Un lavoro di riprese e montaggio forse inedito per il cinema italiano e con cui in futuro chiunque voglia addentrarsi in questo genere di film dovrà per forza di cose confrontarsi.

Rovere ha fatto un ottimo lavoro non solo in fase di ripresa ma nella lavorazione complessiva della pellicola non certo semplice da portare a termine e che siamo sicuri ha procurato non pochi grattacapi alla produzione; ma, nonostante le difficoltà che questo genere di film può comportare, siamo qui a goderci Veloce come il vento, come veloci sono le due ore di durata che scorrono in un lampo tanto il film è scandito bene non risultando mai banale o noioso, sorretto da una sceneggiatura solida e ben scritta.
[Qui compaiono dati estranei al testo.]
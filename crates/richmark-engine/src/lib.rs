pub mod editing;
pub mod io;
pub mod markdown;
pub mod model;
pub mod normalize;

#[cfg(test)]
pub mod tests;

// Re-export key types for easier usage
pub use editing::{Cmd, Document, Patch, Selection, Stats};
pub use io::*;
pub use markdown::{parse_markdown, serialize};
pub use model::{Cursor, InlineMark, Node, NodeId, NodeKind};
pub use normalize::{Normalized, Repair, normalize};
Bella la fotografia, soprattutto durante le gare, con quell’effetto “chrome” che mette in particolare risalto i colori forti e che gioca nel giusto modo con il chiaroscuro. Ottima la colonna sonora, con il brano “Seventeen” cantato dalla stessa Matilda De Angelis.

Già venduto in oltre 40 Paesi, Veloce come il vento segna uno spartiacque per la rinascita del cinema di genere in Italia per un cambiamento quantomeno necessario e di cui si sentiva il bisogno.

Perchè se questi sono i film che con un pizzico di coraggio e pazzia riusciamo a realizzare, beh allora ne vogliamo altri ancora e ancora, eh, vacca boia!